##### Material provided

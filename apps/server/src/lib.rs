pub mod api;
pub mod config;
pub mod error;
pub mod scheduler;
pub mod state;

pub use state::{build_state, init_tracing, AppState};
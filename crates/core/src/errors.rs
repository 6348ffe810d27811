//! Core error types for pricevault.
//!
//! These types are database-agnostic. Storage-specific errors (from Diesel,
//! r2d2, etc.) are converted into `DatabaseError` by the storage layer.

use chrono::ParseError as ChronoParseError;
use std::num::ParseFloatError;
use thiserror::Error;

use crate::ingestion::IngestError;

/// Type alias for Result using our Error type.
pub type Result<T> = std::result::Result<T, Error>;

/// Root error type for the application.
#[derive(Error, Debug)]
pub enum Error {
    #[error("Database operation failed: {0}")]
    Database(#[from] DatabaseError),

    #[error("Ingestion failed: {0}")]
    Ingestion(#[from] IngestError),

    #[error("Input validation failed: {0}")]
    Validation(#[from] ValidationError),

    #[error("Repository error: {0}")]
    Repository(String),

    #[error("Unexpected error: {0}")]
    Unexpected(String),
}

/// Database-agnostic error type for storage operations.
///
/// Uses `String` payloads so the storage layer can fold backend-specific
/// errors into this format without leaking its types upward.
#[derive(Error, Debug)]
pub enum DatabaseError {
    #[error("Failed to connect to database: {0}")]
    ConnectionFailed(String),

    #[error("Failed to create database pool: {0}")]
    PoolCreationFailed(String),

    #[error("Database query failed: {0}")]
    QueryFailed(String),

    #[error("Record not found: {0}")]
    NotFound(String),

    #[error("Unique constraint violation: {0}")]
    UniqueViolation(String),

    #[error("Foreign key violation: {0}")]
    ForeignKeyViolation(String),

    #[error("Transaction failed: {0}")]
    TransactionFailed(String),

    #[error("Database migration failed: {0}")]
    MigrationFailed(String),

    #[error("Internal database error: {0}")]
    Internal(String),
}

/// Validation errors for user input and data parsing.
#[derive(Error, Debug)]
pub enum ValidationError {
    #[error("Invalid input: {0}")]
    InvalidInput(String),

    #[error("Required field '{0}' is missing")]
    MissingField(String),

    #[error("Failed to parse number: {0}")]
    NumberParse(#[from] ParseFloatError),

    #[error("Failed to parse decimal number: {0}")]
    DecimalParse(#[from] rust_decimal::Error),

    #[error("Failed to parse date/time: {0}")]
    DateTimeParse(#[from] ChronoParseError),
}

// === From implementations for common error types ===

impl From<rust_decimal::Error> for Error {
    fn from(err: rust_decimal::Error) -> Self {
        Error::Validation(ValidationError::DecimalParse(err))
    }
}

impl From<std::io::Error> for Error {
    fn from(err: std::io::Error) -> Self {
        Error::Validation(ValidationError::InvalidInput(err.to_string()))
    }
}

impl From<serde_json::Error> for Error {
    fn from(err: serde_json::Error) -> Self {
        Error::Validation(ValidationError::InvalidInput(err.to_string()))
    }
}

impl From<ChronoParseError> for Error {
    fn from(err: ChronoParseError) -> Self {
        Error::Validation(ValidationError::DateTimeParse(err))
    }
}

impl From<Error> for String {
    fn from(err: Error) -> Self {
        err.to_string()
    }
}
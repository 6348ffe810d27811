use std::collections::HashMap;
use std::path::PathBuf;

use crate::constants::SOURCE_CSV;
use crate::ingestion::{FeedItem, IngestError, PriceFeed};

/// Static price source backed by a local delimited-text file.
///
/// The whole file is read on every run and every row must be well-formed.
/// Checkpoint-gated: once the file has been ingested, later runs skip it.
pub struct CsvFeed {
    path: PathBuf,
}

impl CsvFeed {
    pub fn new(path: impl Into<PathBuf>) -> Self {
        Self { path: path.into() }
    }
}

#[async_trait::async_trait]
impl PriceFeed for CsvFeed {
    fn source_name(&self) -> &'static str {
        SOURCE_CSV
    }

    fn checkpoint_gated(&self) -> bool {
        true
    }

    async fn fetch(&self) -> Result<Vec<FeedItem>, IngestError> {
        let mut reader = csv::Reader::from_path(&self.path)
            .map_err(|e| IngestError::Feed(format!("{}: {}", self.path.display(), e)))?;

        let mut items = Vec::new();
        for (index, row) in reader.deserialize::<HashMap<String, String>>().enumerate() {
            let row =
                row.map_err(|e| IngestError::MalformedItem(format!("row {}: {}", index + 1, e)))?;
            let payload = serde_json::to_value(row)
                .map_err(|e| IngestError::MalformedItem(e.to_string()))?;
            items.push(FeedItem::new(payload));
        }
        Ok(items)
    }
}

#[cfg(test)]
mod tests {
    use super::*;
    use std::io::Write;

    fn write_csv(content: &str) -> (tempfile::TempDir, PathBuf) {
        let dir = tempfile::tempdir().unwrap();
        let path = dir.path().join("prices.csv");
        let mut file = std::fs::File::create(&path).unwrap();
        file.write_all(content.as_bytes()).unwrap();
        (dir, path)
    }

    #[tokio::test]
    async fn reads_every_row_in_order() {
        let (_dir, path) = write_csv(
            "symbol,name,price_usd\nBTC,Bitcoin,64250.50\nETH,Ethereum,3120.42\n",
        );
        let feed = CsvFeed::new(path);
        let items = feed.fetch().await.unwrap();
        assert_eq!(items.len(), 2);
        assert_eq!(items[0].payload["symbol"], "BTC");
        assert_eq!(items[1].payload["price_usd"], "3120.42");
    }

    #[tokio::test]
    async fn missing_file_is_a_feed_error() {
        let feed = CsvFeed::new("/nonexistent/prices.csv");
        assert!(matches!(feed.fetch().await, Err(IngestError::Feed(_))));
    }

    #[tokio::test]
    async fn ragged_row_is_malformed() {
        let (_dir, path) = write_csv("symbol,name,price_usd\nBTC,Bitcoin,1.0\nETH,Ethereum\n");
        let feed = CsvFeed::new(path);
        assert!(matches!(
            feed.fetch().await,
            Err(IngestError::MalformedItem(msg)) if msg.contains("row 2")
        ));
    }
}
use std::sync::Arc;

use axum::{extract::State, Json};

use crate::error::ApiResult;
use crate::state::AppState;
use pricevault_core::query::Stats;

pub async fn get_stats(State(state): State<Arc<AppState>>) -> ApiResult<Json<Stats>> {
    Ok(Json(state.query_service.stats()?))
}
use std::sync::Arc;

use tracing_subscriber::prelude::*;
use tracing_subscriber::{fmt, EnvFilter};

use crate::config::Config;
use pricevault_core::ingestion::{
    CoinPaprikaFeed, CsvFeed, IngestionService, IngestionServiceTrait, PriceFeed,
};
use pricevault_core::query::{QueryService, QueryServiceTrait};
use pricevault_storage_sqlite::db::{self, DbPool};
use pricevault_storage_sqlite::ingest::IngestRepository;
use pricevault_storage_sqlite::query::QueryRepository;

pub struct AppState {
    pub pool: Arc<DbPool>,
    pub ingestion_service: Arc<dyn IngestionServiceTrait>,
    pub query_service: Arc<dyn QueryServiceTrait>,
}

pub fn init_tracing() {
    let fmt_layer = fmt::layer().json().with_current_span(false);
    let filter = EnvFilter::try_from_default_env().unwrap_or_else(|_| EnvFilter::new("info"));
    tracing_subscriber::registry()
        .with(filter)
        .with(fmt_layer)
        .init();
}

pub async fn build_state(config: &Config) -> anyhow::Result<Arc<AppState>> {
    db::init(&config.db_path)?;
    tracing::info!("Database path in use: {}", config.db_path);

    let pool = db::create_pool(&config.db_path)?;
    db::run_migrations(&pool)?;
    let writer = db::spawn_writer((*pool).clone());

    let ingest_repository = Arc::new(IngestRepository::new(pool.clone(), writer.clone()));
    let feeds: Vec<Arc<dyn PriceFeed>> = vec![
        Arc::new(CoinPaprikaFeed::new(&config.tickers_url)),
        Arc::new(CsvFeed::new(&config.csv_path)),
    ];
    let ingestion_service = Arc::new(IngestionService::new(ingest_repository, feeds));

    let query_repository = Arc::new(QueryRepository::new(pool.clone()));
    let query_service = Arc::new(QueryService::new(query_repository));

    Ok(Arc::new(AppState {
        pool,
        ingestion_service,
        query_service,
    }))
}
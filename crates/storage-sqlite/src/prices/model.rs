use chrono::{DateTime, NaiveDateTime, Utc};
use diesel::prelude::*;
use rust_decimal::Decimal;
use serde::{Deserialize, Serialize};
use std::str::FromStr;

use pricevault_core::prices::PriceObservation;

/// Database model for price observations. Prices are stored as decimal
/// strings, the domain type is `rust_decimal::Decimal`.
#[derive(Queryable, Identifiable, Selectable, QueryableByName, Serialize, Deserialize, Debug, Clone)]
#[diesel(table_name = crate::schema::prices)]
#[diesel(check_for_backend(diesel::sqlite::Sqlite))]
pub struct PriceDB {
    pub id: i64,
    pub asset_id: i64,
    pub source: String,
    pub price_usd: String,
    pub fetched_at: NaiveDateTime,
}

/// Database model for inserting a new price observation
#[derive(Insertable, Debug, Clone)]
#[diesel(table_name = crate::schema::prices)]
pub struct NewPriceDB {
    pub asset_id: i64,
    pub source: String,
    pub price_usd: String,
    pub fetched_at: NaiveDateTime,
}

impl From<PriceDB> for PriceObservation {
    fn from(db: PriceDB) -> Self {
        Self {
            id: db.id,
            asset_id: db.asset_id,
            source: db.source,
            price_usd: Decimal::from_str(&db.price_usd).unwrap_or_default(),
            fetched_at: DateTime::from_naive_utc_and_offset(db.fetched_at, Utc),
        }
    }
}
use super::DbPool;
use crate::errors::StorageError;
use diesel::SqliteConnection;
use std::any::Any;
use tokio::sync::{mpsc, oneshot};

use pricevault_core::errors::Result;

// A job executed on the writer's dedicated connection. Return values are
// type-erased through `Box<dyn Any + Send>` so one channel carries them all.
type Job<T> = Box<dyn FnOnce(&mut SqliteConnection) -> Result<T> + Send + 'static>;

/// Handle for sending jobs to the writer actor.
#[derive(Clone)]
pub struct WriteHandle {
    #[allow(clippy::type_complexity)]
    tx: mpsc::Sender<(
        Job<Box<dyn Any + Send + 'static>>,
        oneshot::Sender<Result<Box<dyn Any + Send + 'static>>>,
    )>,
}

impl WriteHandle {
    /// Executes a database job on the writer actor's connection.
    ///
    /// Each job runs inside its own immediate transaction: everything the
    /// closure writes commits together or rolls back together.
    pub async fn exec<F, T>(&self, job: F) -> Result<T>
    where
        F: FnOnce(&mut SqliteConnection) -> Result<T> + Send + 'static,
        T: Send + 'static + Any,
    {
        let (ret_tx, ret_rx) = oneshot::channel();

        self.tx
            .send((
                Box::new(move |c| job(c).map(|v| Box::new(v) as Box<dyn Any + Send>)),
                ret_tx,
            ))
            .await
            .expect("Writer actor's receiving channel was closed, indicating the actor stopped.");

        ret_rx
            .await
            .expect("Writer actor dropped the reply sender without sending a result.")
            .map(|boxed: Box<dyn Any + Send + 'static>| {
                *boxed
                    .downcast::<T>()
                    .unwrap_or_else(|_| panic!("Failed to downcast writer actor result."))
            })
    }
}

/// Spawns a background Tokio task acting as the single writer to the
/// database. The actor owns one pooled connection and processes write jobs
/// serially, each wrapped in an immediate transaction.
pub fn spawn_writer(pool: DbPool) -> WriteHandle {
    #[allow(clippy::type_complexity)]
    let (tx, mut rx) = mpsc::channel::<(
        Job<Box<dyn Any + Send + 'static>>,
        oneshot::Sender<Result<Box<dyn Any + Send + 'static>>>,
    )>(1024);

    tokio::spawn(async move {
        let mut conn = pool
            .get()
            .expect("Failed to get a connection from the DB pool for the writer actor.");

        while let Some((job, reply_tx)) = rx.recv().await {
            // The job's core error is folded into StorageError so the
            // transaction wrapper sees a From<diesel::result::Error> type,
            // then converted back at the boundary.
            let result: Result<Box<dyn Any + Send + 'static>> = conn
                .immediate_transaction::<_, StorageError, _>(|c| {
                    job(c).map_err(StorageError::from)
                })
                .map_err(|e: StorageError| e.into());

            // Ignore send errors: the requester may have been cancelled.
            let _ = reply_tx.send(result);
        }
        // rx closed: every WriteHandle is gone, the actor terminates.
    });

    WriteHandle { tx }
}
pub mod model;
pub mod repository;

pub use repository::PriceRepository;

##########

Exercise directions
Nothing but an exact copy of the lines from the first one above through the line holding "our Error type." should be returned.

Written solution
filename apps/server/src/lib.rs
pub mod api;
pub mod config;
pub mod error;
pub mod scheduler;
pub mod state;

pub use state::{build_state, init_tracing, AppState};
filename crates/core/src/errors.rs
repository 6348ffe810d27811
//! Core error types for pricevault.
//!
//! These types are database-agnostic. Storage-specific errors (from Diesel,
//! r2d2, etc.) are converted into `DatabaseError` by the storage layer.

use chrono::ParseError as ChronoParseError;
use std::num::ParseFloatError;
use thiserror::Error;

use crate::ingestion::IngestError;

/// Type alias for Result using our Error type.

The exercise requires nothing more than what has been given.